İŞE İADE DAVASI AÇMA SÜRESİ

SAYILAR

Esas No : 2024/410
Karar No : 2024/699
Tarihi : 14.03.2024
İlgili Kanun/Madde :
Yargı Yeri: T.C. ANKARA BÖLGE ADLİYE MAHKEMESİ 9. HUKUK DAİRESİ

Ek Başlıklar :

  • İŞE İADE DAVASI AÇMA SÜRESİ
  • İŞE İADE DAVA AÇMA SÜRESİNİN FESİH BİLDİRİMİ İLE BAŞLAYACAĞI
  • YENİ İHALENİN KAZANILMASINDAN SONRA AYNI KOŞULLARDA ÇALIŞMAYA DEVAM ETME İRADESİNİN ŞARTA BAĞLI FESİH OLMADIĞI YENİ BİR İŞ SÖZLEŞMESİ BAĞITLANMASI TEKLİĞİ OLDUĞU
  • FESİH BEYANININ BOZUCU YENİLİK DOĞURAN HAK NİTELİĞİNDE OLDUĞU

Tam Metin

ÖZETİ Her ne kadar mahkemece, yapılan fesih bildirimi şarta bağlı olup, şartın da 31.12.2022 tarihinde gerçekleştiği kabulü ile 1 aylık sürenin de bu tarihten başlayacağı, dolayısıyla 30.01.2023 tarihinde arabuluculuğa başvuruda bulunduğundan süresinde başvuru olduğu kabul edilerek sonuca gidilmişse de; davacıya tebliğ edilen fesih bildiriminde işverence fesih iradesi ortaya konulmuş olup, sonrasında yeni ihalenin kazanılması halinde aynı koşullarda çalışmaya devam etme iradesinin olduğuna dair açıklamanın şarta bağlı bir fesih değil, yeni bir iş sözleşmesi bağıtlanmasına yönelik bir irade açıklaması niteliğindedir. Zira fesih karşı tarafa ulaşmakla sonuç doğuran, karşı tarafından kabulüne bağlı olmayın bozucu yenilik doğurucu bir irade beyanıdır.

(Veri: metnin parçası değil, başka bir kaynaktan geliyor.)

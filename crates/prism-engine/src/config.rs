//! Renderer configuration, loaded from TOML.
//!
//! Every field has a default, so a file only needs the values it changes.

use std::path::{Path, PathBuf};
use std::time::Duration;

use serde::{Deserialize, Serialize};
use thiserror::Error;

use crate::asset::DefaultTextures;
use crate::device::{ClearValues, PresentRequest, ShaderModel};
use crate::render::Projection;

#[derive(Debug, Error)]
pub enum ConfigError {
    #[error("failed to read config {}: {source}", .path.display())]
    Io {
        path: PathBuf,
        #[source]
        source: std::io::Error,
    },

    #[error("invalid config: {0}")]
    Parse(#[from] toml::de::Error),
}

#[derive(Debug, Clone, Default, PartialEq, Serialize, Deserialize)]
#[serde(default)]
pub struct RendererConfig {
    /// `env_logger` filter directives; `RUST_LOG` applies when unset.
    pub log_filter: Option<String>,
    pub display: DisplayConfig,
    pub device: DeviceConfig,
    pub assets: AssetConfig,
    pub shader: ShaderConfig,
}

impl RendererConfig {
    pub fn load(path: &Path) -> Result<Self, ConfigError> {
        let text = std::fs::read_to_string(path).map_err(|source| ConfigError::Io {
            path: path.to_path_buf(),
            source,
        })?;
        Self::from_toml_str(&text)
    }

    pub fn from_toml_str(text: &str) -> Result<Self, ConfigError> {
        Ok(toml::from_str(text)?)
    }

    pub fn present_request(&self) -> PresentRequest {
        PresentRequest {
            width: self.display.width,
            height: self.display.height,
            prefer_srgb: self.display.prefer_srgb,
            vsync: self.display.vsync,
            sample_count: self.device.sample_count,
            depth_format: self.device.depth_format.to_wgpu(),
            shader_model: self.device.shader_model,
        }
    }

    pub fn projection(&self) -> Projection {
        Projection {
            fov_y_degrees: self.display.fov_y_degrees,
            aspect: self.display.width as f32 / self.display.height.max(1) as f32,
            near: self.display.near,
            far: self.display.far,
        }
    }

    pub fn clear_values(&self) -> ClearValues {
        let [r, g, b] = self.display.clear_color.map(|c| c as f64 / 255.0);
        ClearValues {
            color: wgpu::Color { r, g, b, a: 1.0 },
            ..ClearValues::default()
        }
    }

    pub fn lost_backoff(&self) -> Duration {
        Duration::from_millis(self.device.lost_backoff_ms)
    }
}

#[derive(Debug, Clone, PartialEq, Serialize, Deserialize)]
#[serde(default)]
pub struct DisplayConfig {
    pub title: String,
    pub width: u32,
    pub height: u32,
    pub prefer_srgb: bool,
    pub vsync: bool,
    /// 8-bit RGB.
    pub clear_color: [u8; 3],
    pub fov_y_degrees: f32,
    pub near: f32,
    pub far: f32,
}

impl Default for DisplayConfig {
    fn default() -> Self {
        Self {
            title: "prism".to_string(),
            width: 1280,
            height: 720,
            prefer_srgb: true,
            vsync: true,
            clear_color: [169, 255, 255],
            fov_y_degrees: 45.0,
            near: 1.0,
            far: 100_000.0,
        }
    }
}

#[derive(Debug, Clone, PartialEq, Serialize, Deserialize)]
#[serde(default)]
pub struct DeviceConfig {
    /// Requested multisample count; halved until the adapter supports it.
    pub sample_count: u32,
    pub depth_format: DepthFormat,
    pub shader_model: ShaderModel,
    pub lost_backoff_ms: u64,
}

impl Default for DeviceConfig {
    fn default() -> Self {
        Self {
            sample_count: 8,
            depth_format: DepthFormat::Depth24PlusStencil8,
            shader_model: ShaderModel::Sm5,
            lost_backoff_ms: 200,
        }
    }
}

/// Depth/stencil formats accepted in config files.
#[derive(Debug, Copy, Clone, Eq, PartialEq, Serialize, Deserialize)]
#[serde(rename_all = "snake_case")]
pub enum DepthFormat {
    Depth24Plus,
    Depth24PlusStencil8,
    Depth32Float,
    Depth32FloatStencil8,
}

impl DepthFormat {
    pub fn to_wgpu(self) -> wgpu::TextureFormat {
        match self {
            DepthFormat::Depth24Plus => wgpu::TextureFormat::Depth24Plus,
            DepthFormat::Depth24PlusStencil8 => wgpu::TextureFormat::Depth24PlusStencil8,
            DepthFormat::Depth32Float => wgpu::TextureFormat::Depth32Float,
            DepthFormat::Depth32FloatStencil8 => wgpu::TextureFormat::Depth32FloatStencil8,
        }
    }
}

#[derive(Debug, Clone, PartialEq, Serialize, Deserialize)]
#[serde(default)]
pub struct AssetConfig {
    pub scene: PathBuf,
    pub default_textures: DefaultTextures,
}

impl Default for AssetConfig {
    fn default() -> Self {
        Self {
            scene: PathBuf::from("data/scene.obj"),
            default_textures: DefaultTextures::default(),
        }
    }
}

#[derive(Debug, Clone, PartialEq, Serialize, Deserialize)]
#[serde(default)]
pub struct ShaderConfig {
    pub path: PathBuf,
    pub hot_reload: bool,
}

impl Default for ShaderConfig {
    fn default() -> Self {
        Self {
            path: PathBuf::from("shaders/textured.wgsl"),
            hot_reload: true,
        }
    }
}

#[cfg(test)]
mod tests {
    use super::*;

    #[test]
    fn empty_file_gives_defaults() {
        let config = RendererConfig::from_toml_str("").unwrap();
        assert_eq!(config, RendererConfig::default());
        assert_eq!(config.device.sample_count, 8);
        assert_eq!(config.lost_backoff(), Duration::from_millis(200));
        assert_eq!(
            config.assets.default_textures.opacity,
            PathBuf::from("data/DefaultTex/default_opacity.png")
        );
    }

    #[test]
    fn partial_sections_keep_other_defaults() {
        let config = RendererConfig::from_toml_str(
            r#"
            log_filter = "prism_engine=debug"

            [display]
            width = 800
            height = 600
            clear_color = [0, 0, 0]

            [device]
            depth_format = "depth32_float"
            shader_model = "Sm4"

            [assets.default_textures]
            diffuse = "tex/white.png"
            "#,
        )
        .unwrap();

        assert_eq!(config.display.width, 800);
        assert!(config.display.vsync);
        assert_eq!(config.device.depth_format, DepthFormat::Depth32Float);
        assert_eq!(config.device.shader_model, ShaderModel::Sm4);
        assert_eq!(config.device.sample_count, 8);
        assert_eq!(
            config.assets.default_textures.diffuse,
            PathBuf::from("tex/white.png")
        );
        assert_eq!(
            config.assets.default_textures.normal,
            PathBuf::from("data/DefaultTex/default_normal.png")
        );
        assert_eq!(config.log_filter.as_deref(), Some("prism_engine=debug"));

        let request = config.present_request();
        assert_eq!(request.depth_format, wgpu::TextureFormat::Depth32Float);
        assert!((config.projection().aspect - 800.0 / 600.0).abs() < 1e-6);
        assert_eq!(config.clear_values().color.r, 0.0);
    }

    #[test]
    fn unknown_depth_format_is_rejected() {
        let err = RendererConfig::from_toml_str("[device]\ndepth_format = \"d16\"").unwrap_err();
        assert!(matches!(err, ConfigError::Parse(_)));
    }

    #[test]
    fn load_reads_file() {
        let dir = tempfile::tempdir().unwrap();
        let path = dir.path().join("prism.toml");
        std::fs::write(&path, "[shader]\nhot_reload = false\n").unwrap();

        let config = RendererConfig::load(&path).unwrap();
        assert!(!config.shader.hot_reload);

        let missing = RendererConfig::load(&dir.path().join("absent.toml")).unwrap_err();
        assert!(matches!(missing, ConfigError::Io { .. }));
    }

    #[test]
    fn defaults_round_trip_through_toml() {
        let text = toml::to_string(&RendererConfig::default()).unwrap();
        assert_eq!(
            RendererConfig::from_toml_str(&text).unwrap(),
            RendererConfig::default()
        );
    }
}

Bu nedenle mahkemece, yapılan feshin şarta bağlı bir fesih olduğundan hareketle süresinde arabuluculuk başvurusunda bulunduğu kabul edilerek hüküm kurulması yerinde görülmemiştir.

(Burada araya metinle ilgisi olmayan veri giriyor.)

use std::sync::Arc;
use std::sync::atomic::{AtomicBool, Ordering};

use winit::dpi::PhysicalSize;
use winit::window::Window;

use super::caps::{AdapterProbe, PresentParams, PresentRequest};
use super::{DeviceError, GpuFrame};

/// Owns the wgpu adapter, device, queue and the window surface.
///
/// The surface borrows nothing: it keeps its own handle on the window, so the
/// context can live in the same struct as the window it presents to.
pub struct Gpu {
    window: Arc<Window>,
    surface: wgpu::Surface<'static>,
    adapter: wgpu::Adapter,
    device: wgpu::Device,
    queue: wgpu::Queue,
    config: wgpu::SurfaceConfiguration,
    params: PresentParams,
    size: PhysicalSize<u32>,
    /// Set from the device-lost callback when the driver drops the device.
    driver_fault: Arc<AtomicBool>,
}

impl Gpu {
    /// Creates a GPU context presenting to `window`.
    ///
    /// Capability probes run against the adapter before the device is
    /// requested, so the device is created with exactly the features the
    /// chosen presentation parameters need.
    pub async fn new(window: Arc<Window>, request: PresentRequest) -> Result<Self, DeviceError> {
        let size = window.inner_size();
        if size.width == 0 || size.height == 0 {
            return Err(DeviceError::SurfaceUnavailable {
                width: size.width,
                height: size.height,
            });
        }

        let instance = wgpu::Instance::new(&wgpu::InstanceDescriptor {
            backends: wgpu::Backends::all(),
            ..Default::default()
        });

        let surface = instance.create_surface(window.clone())?;

        let adapter = instance
            .request_adapter(&wgpu::RequestAdapterOptions {
                power_preference: wgpu::PowerPreference::HighPerformance,
                compatible_surface: Some(&surface),
                force_fallback_adapter: false,
            })
            .await?;

        let info = adapter.get_info();
        log::info!(
            "adapter: {} ({:?}, {:?}), shader model {:?}",
            info.name,
            info.backend,
            info.device_type,
            adapter.shader_model()
        );

        let caps = surface.get_capabilities(&adapter);
        let params = PresentParams::choose(&adapter, &caps, &request)?;

        let (device, queue) = adapter
            .request_device(&wgpu::DeviceDescriptor {
                label: Some("prism device"),
                required_features: params.required_features(),
                required_limits: wgpu::Limits::default().using_resolution(adapter.limits()),
                experimental_features: wgpu::ExperimentalFeatures::disabled(),
                memory_hints: wgpu::MemoryHints::Performance,
                trace: wgpu::Trace::Off,
            })
            .await?;

        let driver_fault = Arc::new(AtomicBool::new(false));
        let flag = driver_fault.clone();
        device.set_device_lost_callback(move |reason, message| {
            if !matches!(reason, wgpu::DeviceLostReason::Destroyed) {
                log::error!("device lost: {message}");
                flag.store(true, Ordering::SeqCst);
            }
        });

        let config = wgpu::SurfaceConfiguration {
            usage: wgpu::TextureUsages::RENDER_ATTACHMENT,
            format: params.surface_format,
            width: size.width,
            height: size.height,
            present_mode: params.present_mode,
            alpha_mode: params.alpha_mode,
            view_formats: vec![],
            desired_maximum_frame_latency: 2,
        };
        surface.configure(&device, &config);

        log::info!(
            "surface {}x{} {:?}, {}x MSAA, {:?}",
            size.width,
            size.height,
            params.surface_format,
            params.sample_count,
            params.present_mode
        );

        Ok(Gpu {
            window,
            surface,
            adapter,
            device,
            queue,
            config,
            params,
            size,
            driver_fault,
        })
    }

    pub fn window(&self) -> &Window {
        &self.window
    }

    pub fn adapter(&self) -> &wgpu::Adapter {
        &self.adapter
    }

    pub fn device(&self) -> &wgpu::Device {
        &self.device
    }

    pub fn queue(&self) -> &wgpu::Queue {
        &self.queue
    }

    pub fn params(&self) -> &PresentParams {
        &self.params
    }

    /// Current drawable size in physical pixels.
    pub fn size(&self) -> PhysicalSize<u32> {
        self.size
    }

    pub fn has_drawable_size(&self) -> bool {
        self.size.width > 0 && self.size.height > 0
    }

    /// True once the driver has dropped the device for good.
    pub fn driver_faulted(&self) -> bool {
        self.driver_fault.load(Ordering::SeqCst)
    }

    /// Records a new drawable size; the surface is reconfigured on the next
    /// reset.
    pub fn resize(&mut self, new_size: PhysicalSize<u32>) {
        self.size = new_size;
    }

    /// Reconfigures the surface for the current drawable size.
    pub fn reset(&mut self) -> Result<(), DeviceError> {
        if !self.has_drawable_size() {
            return Err(DeviceError::SurfaceUnavailable {
                width: self.size.width,
                height: self.size.height,
            });
        }

        self.config.width = self.size.width;
        self.config.height = self.size.height;
        self.surface.configure(&self.device, &self.config);
        Ok(())
    }

    /// Acquires the next back buffer and a command encoder for it.
    pub fn acquire_frame(&self) -> Result<GpuFrame, wgpu::SurfaceError> {
        let surface_texture = self.surface.get_current_texture()?;
        let view = surface_texture
            .texture
            .create_view(&wgpu::TextureViewDescriptor::default());

        let encoder = self
            .device
            .create_command_encoder(&wgpu::CommandEncoderDescriptor {
                label: Some("prism frame encoder"),
            });

        Ok(GpuFrame {
            surface_texture,
            view,
            encoder,
        })
    }

    /// Submits the recorded commands and presents the back buffer.
    pub fn submit(&self, frame: GpuFrame) {
        self.queue.submit(std::iter::once(frame.encoder.finish()));
        drop(frame.view);
        frame.surface_texture.present();
    }
}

Bu itibarla; davacının açmış olduğu işe iade davası, fesih bildirim tarihinden itibaren 1 aylık zorunlu arabulucuya başvurması için gerekli olan hak düşürücü süre aşıldıktan sonra başvurduğu ve akabinde eldeki davanın açıldığı görülmekle davanın usulden reddine karar vermek gerekmiştir.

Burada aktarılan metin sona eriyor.